Sleep Apnea, Not Enlarged Prostate, May Be Causing Men To Wake Up In The Night
BGU Research Supports the Hypothesis that Patients Thought to Have Nocturic Episodes (Waking-up from the Need to Void) Actually Wake from Apnea and THEN Decide to Urinate
Ben-Gurion University of the Negev (BGU) researchers have shown that a significant number of patients with benign prostate enlargement (BPE) may have Obstructive Sleep Apnea (OSA), which may be the reason for their night awakenings and urination.
This study compared men between the ages of 55 and 75 years-old, who were randomly sampled from primary care clinics, diagnosed with BPE and reported nocturia at least once nightly. The comparison control group had no BPE and one or no nocturia episodes per night.
According to the new study published in the Journal of the American Board of Family Medicine, the BGU researchers found that more than half (57.8 percent) of patients with enlarged prostates may in fact have the sleep disorder, and that the awakenings that patients ascribed to their need to urinate at night may be actually caused by their sleep disorders.
Waking during the night to void, known as “nocturia” is a common BPE symptom. OSA is a sleep disorder characterized by snoring, witnessed apneas, awakenings and day sleepiness.

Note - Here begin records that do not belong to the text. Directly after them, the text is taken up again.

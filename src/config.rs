use std::collections::HashMap;
use std::path::{Path, PathBuf};

use serde::{Deserialize, Serialize};

use crate::errors::{PilotError, PilotResult};

pub const DEFAULT_MODEL: &str = "claude-3-5-sonnet-20241022";
pub const DEFAULT_MAX_TOKENS: u32 = 2048;
pub const DEFAULT_TEMPERATURE: f64 = 0.7;
pub const DEFAULT_MAX_TURNS: usize = 20;

#[derive(Debug, Clone, Serialize, Deserialize, Default)]
pub struct AppConfig {
    pub llm: LlmConfig,
    #[serde(default)]
    pub session: SessionConfig,
    #[serde(default)]
    pub device: DeviceConfig,
}

#[derive(Debug, Clone, Serialize, Deserialize)]
pub struct LlmConfig {
    pub active_provider: String,
    pub providers: HashMap<String, ProviderEntry>,
}

impl Default for LlmConfig {
    fn default() -> Self {
        let mut providers = HashMap::new();
        providers.insert(
            "anthropic".to_string(),
            ProviderEntry {
                display_name: "Anthropic".into(),
                api_base: "https://api.anthropic.com".into(),
                model: DEFAULT_MODEL.into(),
                temperature: DEFAULT_TEMPERATURE,
                max_tokens: DEFAULT_MAX_TOKENS,
                adapter: Some("anthropic".into()),
                api_key: None,
                stream: false,
            },
        );
        Self {
            active_provider: "anthropic".into(),
            providers,
        }
    }
}

#[derive(Debug, Clone, Serialize, Deserialize)]
pub struct ProviderEntry {
    pub display_name: String,
    pub api_base: String,
    pub model: String,
    #[serde(default = "default_temperature")]
    pub temperature: f64,
    #[serde(default = "default_max_tokens")]
    pub max_tokens: u32,
    /// "anthropic" for the Messages API, None for OpenAI-compatible
    pub adapter: Option<String>,
    /// Optional API key stored in config.toml (falls back to env var TOUCHPILOT_<ID>_API_KEY).
    #[serde(default)]
    pub api_key: Option<String>,
    /// Use SSE streaming (OpenAI-compatible adapter only).
    #[serde(default)]
    pub stream: bool,
}

fn default_temperature() -> f64 {
    DEFAULT_TEMPERATURE
}

fn default_max_tokens() -> u32 {
    DEFAULT_MAX_TOKENS
}

#[derive(Debug, Clone, Serialize, Deserialize)]
pub struct SessionConfig {
    /// Hard ceiling on stored conversation turns.
    #[serde(default = "default_max_turns")]
    pub max_turns: usize,
    #[serde(default = "default_iteration_delay_ms")]
    pub iteration_delay_ms: u64,
    #[serde(default = "default_pause_poll_ms")]
    pub pause_poll_ms: u64,
    /// Extra attempts for transient remote-service failures. 0 disables retrying.
    #[serde(default)]
    pub max_retries: u32,
    #[serde(default = "default_initial_backoff_ms")]
    pub initial_backoff_ms: u64,
    /// Directory for per-session JSONL audit logs. None uses the platform data dir.
    #[serde(default)]
    pub history_dir: Option<PathBuf>,
    #[serde(default)]
    pub export_dir: Option<PathBuf>,
}

impl Default for SessionConfig {
    fn default() -> Self {
        Self {
            max_turns: DEFAULT_MAX_TURNS,
            iteration_delay_ms: default_iteration_delay_ms(),
            pause_poll_ms: default_pause_poll_ms(),
            max_retries: 0,
            initial_backoff_ms: default_initial_backoff_ms(),
            history_dir: None,
            export_dir: None,
        }
    }
}

fn default_max_turns() -> usize {
    DEFAULT_MAX_TURNS
}

fn default_iteration_delay_ms() -> u64 {
    1000
}

fn default_pause_poll_ms() -> u64 {
    100
}

fn default_initial_backoff_ms() -> u64 {
    500
}

#[derive(Debug, Clone, Copy, PartialEq, Eq, Serialize, Deserialize, Default)]
#[serde(rename_all = "snake_case")]
pub enum BackendKind {
    #[cfg_attr(feature = "desktop", default)]
    Desktop,
    Window,
    /// Default when built without the `desktop` feature.
    #[cfg_attr(not(feature = "desktop"), default)]
    Adb,
}

impl std::str::FromStr for BackendKind {
    type Err = PilotError;

    fn from_str(s: &str) -> Result<Self, Self::Err> {
        match s.to_ascii_lowercase().as_str() {
            "desktop" => Ok(Self::Desktop),
            "window" => Ok(Self::Window),
            "adb" => Ok(Self::Adb),
            other => Err(PilotError::Config(format!("unknown device backend '{other}'"))),
        }
    }
}

#[derive(Debug, Clone, Copy, PartialEq, Eq, Serialize, Deserialize)]
#[serde(rename_all = "snake_case")]
pub enum ActionProfile {
    /// Relative cursor moves and clicks.
    Cursor,
    /// Absolute touch gestures, text entry and system keys.
    Touch,
    Full,
}

#[derive(Debug, Clone, Serialize, Deserialize)]
pub struct DeviceConfig {
    #[serde(default)]
    pub backend: BackendKind,
    /// Overrides the backend's default action profile.
    #[serde(default)]
    pub profile: Option<ActionProfile>,
    #[serde(default = "default_window_title")]
    pub window_title: String,
    #[serde(default)]
    pub adb_serial: Option<String>,
    #[serde(default = "default_adb_path")]
    pub adb_path: String,
    #[serde(default)]
    pub device_name: Option<String>,
    #[serde(default = "default_jpeg_quality")]
    pub jpeg_quality: u8,
    #[serde(default = "default_max_image_bytes")]
    pub max_image_bytes: usize,
}

impl DeviceConfig {
    pub fn effective_profile(&self) -> ActionProfile {
        self.profile.unwrap_or(match self.backend {
            BackendKind::Desktop | BackendKind::Window => ActionProfile::Cursor,
            BackendKind::Adb => ActionProfile::Touch,
        })
    }
}

impl Default for DeviceConfig {
    fn default() -> Self {
        Self {
            backend: BackendKind::default(),
            profile: None,
            window_title: default_window_title(),
            adb_serial: None,
            adb_path: default_adb_path(),
            device_name: None,
            jpeg_quality: default_jpeg_quality(),
            max_image_bytes: default_max_image_bytes(),
        }
    }
}

fn default_window_title() -> String {
    "iPhone Mirroring".into()
}

fn default_adb_path() -> String {
    "adb".into()
}

fn default_jpeg_quality() -> u8 {
    85
}

fn default_max_image_bytes() -> usize {
    5 * 1024 * 1024
}

impl AppConfig {
    pub fn validate(&self) -> PilotResult<()> {
        if self.session.max_turns == 0 {
            return Err(PilotError::Config("session.max_turns must be at least 1".into()));
        }
        if !(1..=100).contains(&self.device.jpeg_quality) {
            return Err(PilotError::Config(format!(
                "device.jpeg_quality must be within 1..=100, got {}",
                self.device.jpeg_quality
            )));
        }
        if !self.llm.providers.contains_key(&self.llm.active_provider) {
            return Err(PilotError::Config(format!(
                "active provider '{}' has no [llm.providers.{}] entry",
                self.llm.active_provider, self.llm.active_provider
            )));
        }
        Ok(())
    }
}

fn resolve_config_path() -> PilotResult<PathBuf> {
    if let Ok(exe) = std::env::current_exe() {
        if let Some(parent) = exe.parent() {
            let candidate = parent.join("config.toml");
            if candidate.exists() {
                tracing::debug!(path = %candidate.display(), "config found next to executable");
                return Ok(candidate);
            }
        }
    }

    let cwd = std::env::current_dir()?;
    let candidate = cwd.join("config.toml");
    if candidate.exists() {
        tracing::debug!(path = %candidate.display(), "config found in working directory");
        return Ok(candidate);
    }

    Err(PilotError::Config(
        "config.toml not found next to executable or in working directory".into(),
    ))
}

pub fn load_config() -> PilotResult<AppConfig> {
    let path = resolve_config_path()?;
    load_config_from(&path)
}

pub fn load_config_from(path: &Path) -> PilotResult<AppConfig> {
    let content = std::fs::read_to_string(path)?;
    let config: AppConfig = toml::from_str(&content)?;
    config.validate()?;
    tracing::info!(path = %path.display(), provider = %config.llm.active_provider, "config loaded");
    Ok(config)
}

pub fn save_config(config: &AppConfig, path: &Path) -> PilotResult<()> {
    let content = toml::to_string_pretty(config)?;
    std::fs::write(path, content)?;
    tracing::info!(path = %path.display(), "config saved");
    Ok(())
}
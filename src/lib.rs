pub mod agent_engine;
pub mod backend;
pub mod config;
pub mod errors;
pub mod executor;
pub mod llm;
pub mod perception;

/// Install the global fmt subscriber. `RUST_LOG` wins over the default filter.
pub fn init_tracing(verbose: bool) {
    let default = if verbose { "touchpilot=debug" } else { "touchpilot=info" };
    let _ = tracing_subscriber::fmt()
        .with_env_filter(
            tracing_subscriber::EnvFilter::try_from_default_env()
                .unwrap_or_else(|_| tracing_subscriber::EnvFilter::new(default)),
        )
        .with_target(false)
        .try_init();
}
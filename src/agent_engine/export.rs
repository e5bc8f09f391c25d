use std::fmt::Write as _;
use std::path::{Path, PathBuf};

use html_escape::{encode_double_quoted_attribute, encode_text};
use serde_json::{json, Value};

use crate::errors::{PilotError, PilotResult};
use crate::llm::types::{Role, Segment, Turn};

/// Write `turns` into a fresh `touchpilot_conversation_<timestamp>` folder under `dir`:
/// `conversation.json`, `conversation.html`, and one file per screenshot.
/// Returns the folder path.
pub fn export_conversation(turns: &[Turn], task: &str, dir: &Path) -> PilotResult<PathBuf> {
    if turns.is_empty() {
        return Err(PilotError::Export("there is no conversation to export".into()));
    }

    let stamp = chrono::Local::now().format("%Y%m%d_%H%M%S");
    let folder = unique_folder(dir, &format!("touchpilot_conversation_{stamp}"));
    std::fs::create_dir_all(&folder)?;

    let mut json_turns = Vec::with_capacity(turns.len());
    let mut html = String::new();
    html_header(&mut html, task);

    for (t, turn) in turns.iter().enumerate() {
        let role = match turn.role {
            Role::Observer => "observer",
            Role::Reasoner => "reasoner",
        };
        let _ = writeln!(html, "<section class='turn {role}'>\n<h2>Turn {} &middot; {role}</h2>", t + 1);

        let mut json_segments = Vec::with_capacity(turn.segments.len());
        for (s, segment) in turn.segments.iter().enumerate() {
            match segment {
                Segment::Text { text } => {
                    let _ = writeln!(html, "<div class='log'>{}</div>", encode_text(text));
                    json_segments.push(json!({"type": "text", "text": text}));
                }
                Segment::Image { image } => {
                    let file = format!("screenshot_{t}_{s}.{}", image.file_extension());
                    std::fs::write(folder.join(&file), &image.data)?;
                    let _ = writeln!(
                        html,
                        "<img src=\"{}\" alt=\"Screenshot {}\" class='screenshot'>",
                        encode_double_quoted_attribute(&file),
                        t + 1
                    );
                    json_segments.push(json!({"type": "image", "file": file}));
                }
                Segment::ToolCall(tc) => {
                    let _ = writeln!(
                        html,
                        "<div class='tool-call'><strong>Tool Call:</strong><br>Tool: {}<br>Input: {}</div>",
                        encode_text(&tc.name),
                        encode_text(&tc.input.to_string())
                    );
                    json_segments.push(json!({
                        "type": "tool_call",
                        "id": tc.id,
                        "name": tc.name,
                        "input": tc.input,
                    }));
                }
                Segment::ToolResult { tool_call_id, content, is_error } => {
                    let _ = writeln!(
                        html,
                        "<div class='tool-result'><strong>Tool Result:</strong><br>{}</div>",
                        encode_text(content)
                    );
                    json_segments.push(json!({
                        "type": "tool_result",
                        "tool_call_id": tool_call_id,
                        "content": content,
                        "is_error": is_error,
                    }));
                }
            }
        }
        html.push_str("</section>\n");
        json_turns.push(json!({"role": turn.role.as_wire(), "segments": json_segments}));
    }
    html.push_str("</body>\n</html>\n");

    let document: Value = json!({
        "task": task,
        "exported_at": chrono::Local::now().to_rfc3339(),
        "turns": json_turns,
    });
    std::fs::write(
        folder.join("conversation.json"),
        serde_json::to_string_pretty(&document)?,
    )?;
    std::fs::write(folder.join("conversation.html"), html)?;

    tracing::info!(path = %folder.display(), turns = turns.len(), "conversation exported");
    Ok(folder)
}

/// Two exports in the same second get `_2`, `_3`, … suffixes.
fn unique_folder(dir: &Path, base: &str) -> PathBuf {
    let mut candidate = dir.join(base);
    let mut n = 2;
    while candidate.exists() {
        candidate = dir.join(format!("{base}_{n}"));
        n += 1;
    }
    candidate
}

fn html_header(html: &mut String, task: &str) {
    let _ = write!(
        html,
        "<!DOCTYPE html>
<html lang=\"en\">
<head>
<meta charset=\"UTF-8\">
<meta name=\"viewport\" content=\"width=device-width, initial-scale=1.0\">
<title>TouchPilot Conversation</title>
<style>
body {{ font-family: Arial, sans-serif; line-height: 1.6; padding: 20px; }}
h1 {{ color: #333; }}
.log {{ background-color: #f4f4f4; padding: 10px; margin-bottom: 10px; white-space: pre-wrap; }}
.screenshot {{ max-width: 100%; height: auto; margin-bottom: 10px; }}
.tool-call, .tool-result {{ background-color: #e6f3ff; padding: 10px; margin-bottom: 10px; }}
</style>
</head>
<body>
<h1>TouchPilot Conversation</h1>
<p><strong>Task:</strong> {}</p>
",
        encode_text(task)
    );
}

#[cfg(test)]
mod tests {
    use super::*;
    use crate::llm::types::{EncodedImage, ToolCall};

    fn sample() -> Vec<Turn> {
        vec![
            Turn::observer(vec![
                Segment::text("Task: find <b>settings</b>"),
                Segment::Image { image: EncodedImage::jpeg(vec![0xFF, 0xD8, 0xFF, 0xD9]) },
            ]),
            Turn::reasoner(vec![
                Segment::text("Tapping the gear icon."),
                Segment::ToolCall(ToolCall {
                    id: "toolu_1".into(),
                    name: "tap".into(),
                    input: json!({"x": 120, "y": 340}),
                }),
            ]),
            Turn::observer(vec![Segment::tool_result("toolu_1", "Tapped at (120, 340).")]),
        ]
    }

    #[test]
    fn writes_json_html_and_screenshots() {
        let dir = tempfile::tempdir().unwrap();
        let folder = export_conversation(&sample(), "open settings", dir.path()).unwrap();

        let name = folder.file_name().unwrap().to_string_lossy().to_string();
        assert!(name.starts_with("touchpilot_conversation_"));

        let shot = std::fs::read(folder.join("screenshot_0_1.jpg")).unwrap();
        assert_eq!(shot, vec![0xFF, 0xD8, 0xFF, 0xD9]);

        let doc: Value =
            serde_json::from_str(&std::fs::read_to_string(folder.join("conversation.json")).unwrap()).unwrap();
        assert_eq!(doc["task"], "open settings");
        assert_eq!(doc["turns"].as_array().unwrap().len(), 3);
        assert_eq!(doc["turns"][0]["role"], "user");
        assert_eq!(doc["turns"][0]["segments"][1]["file"], "screenshot_0_1.jpg");
        assert_eq!(doc["turns"][1]["segments"][1]["name"], "tap");
        assert_eq!(doc["turns"][2]["segments"][0]["content"], "Tapped at (120, 340).");

        let html = std::fs::read_to_string(folder.join("conversation.html")).unwrap();
        assert!(html.contains("&lt;b&gt;settings&lt;/b&gt;"));
        assert!(html.contains("src=\"screenshot_0_1.jpg\""));
        assert!(html.contains("Tapped at (120, 340)."));
    }

    #[test]
    fn repeated_exports_do_not_collide() {
        let dir = tempfile::tempdir().unwrap();
        let a = export_conversation(&sample(), "t", dir.path()).unwrap();
        let b = export_conversation(&sample(), "t", dir.path()).unwrap();
        assert_ne!(a, b);
    }

    #[test]
    fn empty_conversation_is_rejected() {
        let dir = tempfile::tempdir().unwrap();
        assert!(matches!(
            export_conversation(&[], "t", dir.path()),
            Err(PilotError::Export(_))
        ));
    }
}
use crate::errors::{PilotError, PilotResult};

/// One decoded event from an OpenAI-compatible chat-completions stream.
#[derive(Debug, Clone, PartialEq)]
pub enum SseEvent {
    /// Reasoning text (some models like DeepSeek expose this separately).
    Reasoning(String),
    Content(String),
    /// Raw `delta.tool_calls` fragments, merged later by index.
    ToolCallDeltas(Vec<serde_json::Value>),
    /// `finish_reason` of the first choice.
    Finish(String),
    Done,
}

/// Parses a raw SSE line (OpenAI-compatible format) into zero or more events.
/// Keep-alives, comments and non-data lines yield nothing.
pub fn parse_sse_line(line: &str) -> PilotResult<Vec<SseEvent>> {
    if line.is_empty() || line.starts_with(':') {
        return Ok(Vec::new());
    }

    let data = match line.strip_prefix("data:") {
        Some(d) => d.trim(),
        None => return Ok(Vec::new()),
    };

    if data == "[DONE]" {
        return Ok(vec![SseEvent::Done]);
    }

    let json: serde_json::Value =
        serde_json::from_str(data).map_err(|e| PilotError::SseParsing(e.to_string()))?;

    let mut events = Vec::new();
    let Some(first) = json["choices"].as_array().and_then(|c| c.first()) else {
        return Ok(events);
    };
    let delta = &first["delta"];

    if let Some(reasoning) = delta["reasoning_content"].as_str() {
        if !reasoning.is_empty() {
            events.push(SseEvent::Reasoning(reasoning.to_string()));
        }
    }

    if let Some(content) = delta["content"].as_str() {
        if !content.is_empty() {
            events.push(SseEvent::Content(content.to_string()));
        }
    }

    if let Some(tool_calls) = delta["tool_calls"].as_array() {
        if !tool_calls.is_empty() {
            events.push(SseEvent::ToolCallDeltas(tool_calls.clone()));
        }
    }

    if let Some(reason) = first["finish_reason"].as_str() {
        events.push(SseEvent::Finish(reason.to_string()));
    }

    Ok(events)
}
use std::sync::atomic::{AtomicBool, Ordering};
use std::time::Duration;

/// Cooperative pause/cancel flags shared between the caller and the worker.
/// The worker polls them only at iteration boundaries; nothing in flight is interrupted.
#[derive(Debug, Default)]
pub struct LoopControl {
    paused: AtomicBool,
    cancelled: AtomicBool,
}

/// Result of waiting at an iteration boundary.
#[derive(Debug, Clone, Copy, PartialEq, Eq)]
pub enum Checkpoint {
    Proceed,
    Cancelled,
}

impl LoopControl {
    pub fn new() -> Self {
        Self::default()
    }

    pub fn pause(&self) {
        self.paused.store(true, Ordering::SeqCst);
    }

    pub fn resume(&self) {
        self.paused.store(false, Ordering::SeqCst);
    }

    pub fn cancel(&self) {
        self.cancelled.store(true, Ordering::SeqCst);
    }

    pub fn is_paused(&self) -> bool {
        self.paused.load(Ordering::SeqCst)
    }

    pub fn is_cancelled(&self) -> bool {
        self.cancelled.load(Ordering::SeqCst)
    }

    /// Sleep in `poll` steps while paused. Cancellation wins over pause.
    pub async fn wait_while_paused(&self, poll: Duration) -> Checkpoint {
        loop {
            if self.is_cancelled() {
                return Checkpoint::Cancelled;
            }
            if !self.is_paused() {
                return Checkpoint::Proceed;
            }
            tokio::time::sleep(poll).await;
        }
    }
}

“If nocturia severity in BPE patients is actually a pre-existing sleep disorder, this can now be treated and help improve patients’ quality of life,” explains Dr. Howard Tandeter, a researcher in BGU’s Department of Family Medicine, Faculty of Health Sciences. He recommends that physicians following patients with BPE who report frequent awakenings from sleep to urinate should suspect OSA as a possible cause and treat accordingly.
“Even among those patients with well-defined medical reasons for nocturia, sleep disorders may still be found as the source of most awakenings from sleep. Therefore, the diagnosis of a sleep disorder should be seriously considered whenever a patient reports frequent awakenings from sleep to urinate since the problem is treatable,” explains Tandeter.